Major League Baseball commissioner Rob Manfred issued year-long suspensions for Houston Astros manager A.J. Hinch and general manager Jeff Luhnow today following the results of the league’s investigation into sign-stealing in 2017. Shortly afterwards, club owner Jim Crane, citing “higher standards,” went further, firing both Hinch and Luhnow.
Though no players were sanctioned, MLB’s dramatic action against Houston included a $5 million fine, the highest allowable fine under the newest Major League Constitution, which went into effect this month. Manfred further ordered that the Astros forfeit their regular first and second round selections in the 2020 and 2021 First-Year Player Drafts.
Manfred Takes Decisive Action
Manfred’s decisions on discipline came following a report conducted by the MLB Department of Investigations. Over the course a three-month review, DOI interviewed 68 witnesses, including players, field staff, and front office personnel, and reviewed more than 70,000 e-mails and text messages.
DOI found that beginning in 2017 the Astros used the live game feed from the center field camera to help decode and transmit opposing teams’ sign sequences. What’s more, according to Manfred, then-bench coach Alex Cora “arranged for a video room technician to install a monitor displaying the center field camera feed immediately outside of the Astros’ dugout.”
Decoded signs were surreptitiously relayed to other Astros through a signaling system. The team experimented communicating the stolen signs via clapping or whistling before settling on banging a trash can, sometimes using a massage gun.
In his nine-page statement announcing the disciplinary moves Commissioner Manfred said that early in the 2017 season Cora “began to call the replay review room on the replay phone to obtain the sign information.” Manfred noted that while Manager Hinch neither devised nor participated in the banging scheme—and, in fact, twice physically damaged the monitors Cora had installed—Hinch, oddly, did not take decisive action to end it.

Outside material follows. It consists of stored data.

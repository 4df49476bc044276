pub mod camera;
pub mod cloth;
pub mod error;
pub mod gpu;
pub mod headless;
pub mod initialize;
pub mod render;
pub mod scene;
pub mod state;
pub mod stepper;

use cloth::{ClothState, Grid};
use error::ClothError;
use initialize::ClothPreset;
use stepper::{KernelVariant, Stepper};

/// Stiffness and damping of one spring class. Rest length is derived from the grid.
#[derive(Copy, Clone, Debug, PartialEq)]
pub struct Spring {
  pub stiffness: f32,
  pub damping: f32,
}

impl Spring {
  fn is_valid(&self) -> bool {
    self.stiffness.is_finite()
      && self.damping.is_finite()
      && self.stiffness >= 0.0
      && self.damping >= 0.0
  }
}

/// Construction-time configuration of a cloth simulation.
#[derive(Copy, Clone, Debug, PartialEq)]
pub struct ClothDesc {
  pub neighbour: Spring,
  pub diagonal: Spring,
  pub bending: Spring,
  pub time_step: f32,
}

impl Default for ClothDesc {
  fn default() -> Self {
    Self {
      neighbour: Spring {
        stiffness: 100000.0,
        damping: 30.0,
      },
      diagonal: Spring {
        stiffness: 100000.0,
        damping: 30.0,
      },
      bending: Spring {
        stiffness: 400000.0,
        damping: 20.0,
      },
      time_step: 0.001,
    }
  }
}

impl ClothDesc {
  pub fn validate(&self) -> Result<(), ClothError> {
    if !(self.time_step.is_finite() && self.time_step > 0.0) {
      return Err(ClothError::InvalidTimeStep(self.time_step));
    }
    for (name, spring) in [
      ("neighbour", &self.neighbour),
      ("diagonal", &self.diagonal),
      ("bending", &self.bending),
    ] {
      if !spring.is_valid() {
        return Err(ClothError::InvalidSpring(name));
      }
    }
    Ok(())
  }
}

pub struct CameraParams {
  pub speed: f32,
  pub rotational_speed: f32,
}

impl Default for CameraParams {
  fn default() -> Self {
    Self {
      speed: 0.05,
      rotational_speed: 0.02,
    }
  }
}

/// Where the kernel runs in windowed mode.
#[derive(Copy, Clone, Debug, Default, PartialEq, Eq, clap::ValueEnum)]
pub enum Backend {
  #[default]
  Gpu,
  Cpu,
}

/// Everything needed to build and drive one cloth, gathered from the command line.
#[derive(Clone, Debug)]
pub struct RunOptions {
  pub variant: KernelVariant,
  pub resolution: Option<u32>,
  pub preset: ClothPreset,
  pub backend: Backend,
  pub desc: ClothDesc,
  pub distance_floor: Option<f32>,
  pub steps: Option<u64>,
  pub report_every: u64,
}

impl Default for RunOptions {
  fn default() -> Self {
    Self {
      variant: KernelVariant::Reference,
      resolution: None,
      preset: ClothPreset::Drape,
      backend: Backend::Gpu,
      desc: ClothDesc::default(),
      distance_floor: None,
      steps: None,
      report_every: 100,
    }
  }
}

impl RunOptions {
  pub fn grid(&self) -> Result<Grid, ClothError> {
    let size = self.resolution.unwrap_or_else(|| self.variant.grid_size());
    Grid::new(size, size)
  }

  /// Builds the seeded state and its stepper, with normals ready for the first frame.
  pub fn build_simulation(&self) -> Result<(ClothState, Stepper), ClothError> {
    let grid = self.grid()?;
    let stepper =
      Stepper::new(&self.desc, grid, self.variant)?.with_distance_floor(self.distance_floor);
    let mut state = ClothState::new(grid, &self.preset.corners())?;
    state.refresh_normals(&stepper);
    log::info!(
      "cloth {}x{} ({:?}, {:?} preset, dt = {})",
      grid.width(),
      grid.height(),
      self.variant,
      self.preset,
      self.desc.time_step
    );
    Ok((state, stepper))
  }
}

#[cfg(test)]
mod tests {
  use super::*;

  #[test]
  fn default_desc_is_valid() {
    assert_eq!(ClothDesc::default().validate(), Ok(()));
  }

  #[test]
  fn rejects_bad_time_step() {
    let desc = ClothDesc {
      time_step: 0.0,
      ..ClothDesc::default()
    };
    assert_eq!(desc.validate(), Err(ClothError::InvalidTimeStep(0.0)));
  }

  #[test]
  fn rejects_negative_damping() {
    let mut desc = ClothDesc::default();
    desc.bending.damping = -1.0;
    assert_eq!(desc.validate(), Err(ClothError::InvalidSpring("bending")));
  }

  #[test]
  fn resolution_overrides_variant_size() {
    let options = RunOptions {
      resolution: Some(16),
      ..RunOptions::default()
    };
    let grid = options.grid().unwrap();
    assert_eq!((grid.width(), grid.height()), (16, 16));
    assert_eq!(RunOptions::default().grid().unwrap().width(), 128);
  }
}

Astros Ignored Manfred’s Early Warnings
Red Sox fans will recall “the Apple Watch” incident of August 2017, when the Sox under then-manager John Farrell, were accused of relaying opponents’ signs from their replay review room to the dugout using smart watches.
At the time of that incident, Manfred reiterated the prohibition on the use of electronic equipment during games for the purpose of stealing signs or conveying information designed to give a team an advantage. Manfred went further, issuing a memo to all 30 MLB teams, stating that any future violations would be taken “extremely seriously.” And yet, the commissioner says, the “the Astros continued to both utilize the replay review room and the monitor located next to the dugout to decode signs for the remainder of the regular season and throughout the Postseason.”
Red Sox Next on Hot Seat
At a time of year when Red Sox Nation would expect to be focused on the Hot Stove, instead, we will be forced to watch the hot seat on Jersey Street. Beyond any stain to Alex Cora’s reputation for the events in Houston, there’s now a separate investigation into the Red Sox for potential sign stealing in 2018, Cora’s first year in Boston.
The commissioner today was unequivocal, stating that “Cora was involved in developing both the banging scheme [in Houston] and utilizing the replay review room to decode and transmit signs. Cora participated in both schemes, and through his active participation, implicitly condoned the players’ conduct.”
That certainly sounds like some form of discipline for Cora is coming, though Manfred said he “will withhold determining the appropriate level of discipline for Cora until after the DOI completes its investigation of the allegations that the Red Sox engaged in impermissible electronic sign stealing in 2018 while Cora was the manager.”